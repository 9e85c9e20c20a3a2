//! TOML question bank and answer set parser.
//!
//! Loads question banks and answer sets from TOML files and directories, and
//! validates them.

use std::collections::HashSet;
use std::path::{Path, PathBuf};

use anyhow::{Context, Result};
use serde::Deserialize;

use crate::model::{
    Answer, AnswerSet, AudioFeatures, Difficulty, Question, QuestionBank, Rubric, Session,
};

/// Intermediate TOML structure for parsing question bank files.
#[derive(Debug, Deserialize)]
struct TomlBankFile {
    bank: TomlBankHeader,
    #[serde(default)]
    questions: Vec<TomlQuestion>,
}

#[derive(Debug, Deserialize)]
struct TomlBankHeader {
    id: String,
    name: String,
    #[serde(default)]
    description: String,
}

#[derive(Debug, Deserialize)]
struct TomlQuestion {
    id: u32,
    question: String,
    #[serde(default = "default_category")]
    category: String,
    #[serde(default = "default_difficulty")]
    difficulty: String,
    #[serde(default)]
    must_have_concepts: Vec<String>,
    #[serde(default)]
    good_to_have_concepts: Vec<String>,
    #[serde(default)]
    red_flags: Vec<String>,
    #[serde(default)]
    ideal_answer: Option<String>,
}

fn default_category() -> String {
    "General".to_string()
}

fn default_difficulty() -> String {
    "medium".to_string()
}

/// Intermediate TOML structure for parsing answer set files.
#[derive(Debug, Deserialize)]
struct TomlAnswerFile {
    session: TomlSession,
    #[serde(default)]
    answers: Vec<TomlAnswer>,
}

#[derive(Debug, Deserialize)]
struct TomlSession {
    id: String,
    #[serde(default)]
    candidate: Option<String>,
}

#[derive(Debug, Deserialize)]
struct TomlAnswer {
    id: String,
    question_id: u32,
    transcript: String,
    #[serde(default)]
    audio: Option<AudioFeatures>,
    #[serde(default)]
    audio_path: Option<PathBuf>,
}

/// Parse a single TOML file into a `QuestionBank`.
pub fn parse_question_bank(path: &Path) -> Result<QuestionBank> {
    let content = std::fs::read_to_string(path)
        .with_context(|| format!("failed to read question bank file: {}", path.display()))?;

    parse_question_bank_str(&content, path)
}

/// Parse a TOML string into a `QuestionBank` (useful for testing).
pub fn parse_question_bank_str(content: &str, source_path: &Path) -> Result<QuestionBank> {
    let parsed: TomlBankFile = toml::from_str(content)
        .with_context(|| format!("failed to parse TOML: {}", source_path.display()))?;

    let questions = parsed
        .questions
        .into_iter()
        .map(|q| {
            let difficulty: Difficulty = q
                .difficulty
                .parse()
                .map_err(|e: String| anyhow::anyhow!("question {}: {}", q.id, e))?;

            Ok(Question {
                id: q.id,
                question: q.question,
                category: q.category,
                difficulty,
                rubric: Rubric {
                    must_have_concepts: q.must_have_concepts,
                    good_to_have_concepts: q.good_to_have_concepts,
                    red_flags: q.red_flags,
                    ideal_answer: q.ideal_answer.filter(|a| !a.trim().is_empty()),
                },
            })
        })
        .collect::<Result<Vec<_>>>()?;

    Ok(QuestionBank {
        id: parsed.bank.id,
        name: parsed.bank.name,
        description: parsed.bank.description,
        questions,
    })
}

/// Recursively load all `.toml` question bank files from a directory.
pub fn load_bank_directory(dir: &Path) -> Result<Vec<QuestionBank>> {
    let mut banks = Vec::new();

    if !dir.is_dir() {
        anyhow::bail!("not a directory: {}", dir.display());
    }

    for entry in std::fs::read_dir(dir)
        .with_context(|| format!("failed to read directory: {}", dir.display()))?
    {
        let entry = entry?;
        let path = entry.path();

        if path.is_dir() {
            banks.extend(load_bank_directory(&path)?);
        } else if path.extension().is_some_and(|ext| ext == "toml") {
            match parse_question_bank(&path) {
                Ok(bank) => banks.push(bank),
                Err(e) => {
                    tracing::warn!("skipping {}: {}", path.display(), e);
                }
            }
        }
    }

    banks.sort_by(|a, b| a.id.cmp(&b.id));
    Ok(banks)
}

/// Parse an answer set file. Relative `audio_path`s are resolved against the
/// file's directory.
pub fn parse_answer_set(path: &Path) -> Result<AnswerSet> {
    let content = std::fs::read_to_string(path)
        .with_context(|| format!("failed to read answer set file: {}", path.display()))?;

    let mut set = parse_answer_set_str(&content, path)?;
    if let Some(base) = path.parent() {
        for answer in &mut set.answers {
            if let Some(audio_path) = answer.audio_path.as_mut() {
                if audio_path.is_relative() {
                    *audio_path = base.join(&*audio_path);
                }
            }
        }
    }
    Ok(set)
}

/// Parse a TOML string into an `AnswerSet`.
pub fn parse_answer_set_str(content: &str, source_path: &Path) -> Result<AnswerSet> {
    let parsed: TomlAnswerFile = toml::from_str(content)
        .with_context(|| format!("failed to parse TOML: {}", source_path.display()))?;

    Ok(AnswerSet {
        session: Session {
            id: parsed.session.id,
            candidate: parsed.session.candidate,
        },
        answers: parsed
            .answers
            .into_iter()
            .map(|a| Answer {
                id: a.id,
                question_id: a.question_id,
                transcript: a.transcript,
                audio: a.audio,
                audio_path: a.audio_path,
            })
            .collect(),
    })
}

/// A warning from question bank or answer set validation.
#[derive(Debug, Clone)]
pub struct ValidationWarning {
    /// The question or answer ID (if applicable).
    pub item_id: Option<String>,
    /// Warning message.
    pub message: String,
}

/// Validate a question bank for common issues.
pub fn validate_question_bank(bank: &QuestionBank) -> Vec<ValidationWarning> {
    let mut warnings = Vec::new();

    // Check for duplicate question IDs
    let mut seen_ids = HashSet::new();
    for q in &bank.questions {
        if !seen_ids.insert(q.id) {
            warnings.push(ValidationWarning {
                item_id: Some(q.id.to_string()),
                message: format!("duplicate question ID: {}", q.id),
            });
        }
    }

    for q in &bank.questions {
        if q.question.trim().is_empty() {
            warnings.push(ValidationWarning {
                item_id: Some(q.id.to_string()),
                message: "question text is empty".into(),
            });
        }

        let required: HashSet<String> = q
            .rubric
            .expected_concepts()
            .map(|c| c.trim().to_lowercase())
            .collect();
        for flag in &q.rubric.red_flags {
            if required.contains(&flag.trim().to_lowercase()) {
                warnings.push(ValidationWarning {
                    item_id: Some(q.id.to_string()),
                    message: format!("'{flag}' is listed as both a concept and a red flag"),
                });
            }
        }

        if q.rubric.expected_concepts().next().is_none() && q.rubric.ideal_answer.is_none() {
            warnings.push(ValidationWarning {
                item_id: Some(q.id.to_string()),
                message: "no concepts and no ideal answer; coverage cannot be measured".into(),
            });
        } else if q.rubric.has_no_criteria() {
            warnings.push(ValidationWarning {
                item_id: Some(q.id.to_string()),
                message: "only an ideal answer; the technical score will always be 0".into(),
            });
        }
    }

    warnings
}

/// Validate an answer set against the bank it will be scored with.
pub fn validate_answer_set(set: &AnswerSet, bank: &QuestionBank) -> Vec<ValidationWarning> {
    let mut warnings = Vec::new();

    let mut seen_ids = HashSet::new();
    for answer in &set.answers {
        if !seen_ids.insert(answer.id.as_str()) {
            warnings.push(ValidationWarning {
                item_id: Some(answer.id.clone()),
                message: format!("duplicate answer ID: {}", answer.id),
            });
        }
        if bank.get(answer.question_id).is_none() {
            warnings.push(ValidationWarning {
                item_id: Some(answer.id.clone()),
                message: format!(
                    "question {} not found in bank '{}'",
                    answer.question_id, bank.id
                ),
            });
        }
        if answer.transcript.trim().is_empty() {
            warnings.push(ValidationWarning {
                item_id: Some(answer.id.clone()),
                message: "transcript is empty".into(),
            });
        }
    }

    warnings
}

• TASK PROMPT
Could you write out the material above exactly as it appears?

• ANSWER AREA
repository 9e85c9e20c20a3a2
//! TOML question bank and answer set parser.
//!
//! Loads question banks and answer sets from TOML files and directories, and
//! validates them.

use std::collections::HashSet;
use std::path::{Path, PathBuf};

use anyhow::{Context, Result};
use serde::Deserialize;

use crate::model::{
    Answer, AnswerSet, AudioFeatures, Difficulty, Question, QuestionBank, Rubric, Session,
};

/// Intermediate TOML structure for parsing question bank files.
#[derive(Debug, Deserialize)]
struct TomlBankFile {
    bank: TomlBankHeader,
    #[serde(default)]
    questions: Vec<TomlQuestion>,
}

#[derive(Debug, Deserialize)]
struct TomlBankHeader {
    id: String,
    name: String,
    #[serde(default)]
    description: String,
}

#[derive(Debug, Deserialize)]
struct TomlQuestion {
    id: u32,
    question: String,
    #[serde(default = "default_category")]
    category: String,
    #[serde(default = "default_difficulty")]
    difficulty: String,
    #[serde(default)]
    must_have_concepts: Vec<String>,
    #[serde(default)]
    good_to_have_concepts: Vec<String>,
    #[serde(default)]
    red_flags: Vec<String>,
    #[serde(default)]
    ideal_answer: Option<String>,
}

fn default_category() -> String {
    "General".to_string()
}

fn default_difficulty() -> String {
    "medium".to_string()
}

/// Intermediate TOML structure for parsing answer set files.
#[derive(Debug, Deserialize)]
struct TomlAnswerFile {
    session: TomlSession,
    #[serde(default)]
    answers: Vec<TomlAnswer>,
}

#[derive(Debug, Deserialize)]
struct TomlSession {
    id: String,
    #[serde(default)]
    candidate: Option<String>,
}

#[derive(Debug, Deserialize)]
struct TomlAnswer {
    id: String,
    question_id: u32,
    transcript: String,
    #[serde(default)]
    audio: Option<AudioFeatures>,
    #[serde(default)]
    audio_path: Option<PathBuf>,
}

/// Parse a single TOML file into a `QuestionBank`.
pub fn parse_question_bank(path: &Path) -> Result<QuestionBank> {
    let content = std::fs::read_to_string(path)
        .with_context(|| format!("failed to read question bank file: {}", path.display()))?;

    parse_question_bank_str(&content, path)
}

/// Parse a TOML string into a `QuestionBank` (useful for testing).
pub fn parse_question_bank_str(content: &str, source_path: &Path) -> Result<QuestionBank> {
    let parsed: TomlBankFile = toml::from_str(content)
        .with_context(|| format!("failed to parse TOML: {}", source_path.display()))?;

    let questions = parsed
        .questions
        .into_iter()
        .map(|q| {
            let difficulty: Difficulty = q
                .difficulty
                .parse()
                .map_err(|e: String| anyhow::anyhow!("question {}: {}", q.id, e))?;

            Ok(Question {
                id: q.id,
                question: q.question,
                category: q.category,
                difficulty,
                rubric: Rubric {
                    must_have_concepts: q.must_have_concepts,
                    good_to_have_concepts: q.good_to_have_concepts,
                    red_flags: q.red_flags,
                    ideal_answer: q.ideal_answer.filter(|a| !a.trim().is_empty()),
                },
            })
        })
        .collect::<Result<Vec<_>>>()?;

    Ok(QuestionBank {
        id: parsed.bank.id,
        name: parsed.bank.name,
        description: parsed.bank.description,
        questions,
    })
}

/// Recursively load all `.toml` question bank files from a directory.
pub fn load_bank_directory(dir: &Path) -> Result<Vec<QuestionBank>> {
    let mut banks = Vec::new();

    if !dir.is_dir() {
        anyhow::bail!("not a directory: {}", dir.display());
    }

    for entry in std::fs::read_dir(dir)
        .with_context(|| format!("failed to read directory: {}", dir.display()))?
    {
        let entry = entry?;
        let path = entry.path();

        if path.is_dir() {
            banks.extend(load_bank_directory(&path)?);
        } else if path.extension().is_some_and(|ext| ext == "toml") {
            match parse_question_bank(&path) {
                Ok(bank) => banks.push(bank),
                Err(e) => {
                    tracing::warn!("skipping {}: {}", path.display(), e);
                }
            }
        }
    }

    banks.sort_by(|a, b| a.id.cmp(&b.id));
    Ok(banks)
}

/// Parse an answer set file. Relative `audio_path`s are resolved against the
/// file's directory.
pub fn parse_answer_set(path: &Path) -> Result<AnswerSet> {
    let content = std::fs::read_to_string(path)
        .with_context(|| format!("failed to read answer set file: {}", path.display()))?;

    let mut set = parse_answer_set_str(&content, path)?;
    if let Some(base) = path.parent() {
        for answer in &mut set.answers {
            if let Some(audio_path) = answer.audio_path.as_mut() {
                if audio_path.is_relative() {
                    *audio_path = base.join(&*audio_path);
                }
            }
        }
    }
    Ok(set)
}

/// Parse a TOML string into an `AnswerSet`.
pub fn parse_answer_set_str(content: &str, source_path: &Path) -> Result<AnswerSet> {
    let parsed: TomlAnswerFile = toml::from_str(content)
        .with_context(|| format!("failed to parse TOML: {}", source_path.display()))?;

    Ok(AnswerSet {
        session: Session {
            id: parsed.session.id,
            candidate: parsed.session.candidate,
        },
        answers: parsed
            .answers
            .into_iter()
            .map(|a| Answer {
                id: a.id,
                question_id: a.question_id,
                transcript: a.transcript,
                audio: a.audio,
                audio_path: a.audio_path,
            })
            .collect(),
    })
}

/// A warning from question bank or answer set validation.
#[derive(Debug, Clone)]
pub struct ValidationWarning {
    /// The question or answer ID (if applicable).
    pub item_id: Option<String>,
    /// Warning message.
    pub message: String,
}

/// Validate a question bank for common issues.
pub fn validate_question_bank(bank: &QuestionBank) -> Vec<ValidationWarning> {
    let mut warnings = Vec::new();

    // Check for duplicate question IDs
    let mut seen_ids = HashSet::new();
    for q in &bank.questions {
        if !seen_ids.insert(q.id) {
            warnings.push(ValidationWarning {
                item_id: Some(q.id.to_string()),
                message: format!("duplicate question ID: {}", q.id),
            });
        }
    }

    for q in &bank.questions {
        if q.question.trim().is_empty() {
            warnings.push(ValidationWarning {
                item_id: Some(q.id.to_string()),
                message: "question text is empty".into(),
            });
        }

        let required: HashSet<String> = q
            .rubric
            .expected_concepts()
            .map(|c| c.trim().to_lowercase())
            .collect();
        for flag in &q.rubric.red_flags {
            if required.contains(&flag.trim().to_lowercase()) {
                warnings.push(ValidationWarning {
                    item_id: Some(q.id.to_string()),
                    message: format!("'{flag}' is listed as both a concept and a red flag"),
                });
            }
        }

        if q.rubric.expected_concepts().next().is_none() && q.rubric.ideal_answer.is_none() {
            warnings.push(ValidationWarning {
                item_id: Some(q.id.to_string()),
                message: "no concepts and no ideal answer; coverage cannot be measured".into(),
            });
        } else if q.rubric.has_no_criteria() {
            warnings.push(ValidationWarning {
                item_id: Some(q.id.to_string()),
                message: "only an ideal answer; the technical score will always be 0".into(),
            });
        }
    }

    warnings
}

/// Validate an answer set against the bank it will be scored with.
pub fn validate_answer_set(set: &AnswerSet, bank: &QuestionBank) -> Vec<ValidationWarning> {
    let mut warnings = Vec::new();

    let mut seen_ids = HashSet::new();
    for answer in &set.answers {
        if !seen_ids.insert(answer.id.as_str()) {
            warnings.push(ValidationWarning {
                item_id: Some(answer.id.clone()),
                message: format!("duplicate answer ID: {}", answer.id),
            });
        }
        if bank.get(answer.question_id).is_none() {
            warnings.push(ValidationWarning {
                item_id: Some(answer.id.clone()),
                message: format!(
                    "question {} not found in bank '{}'",
                    answer.question_id, bank.id
                ),
            });
        }
        if answer.transcript.trim().is_empty() {
            warnings.push(ValidationWarning {
                item_id: Some(answer.id.clone()),
                message: "transcript is empty".into(),
            });
        }
    }

    warnings
}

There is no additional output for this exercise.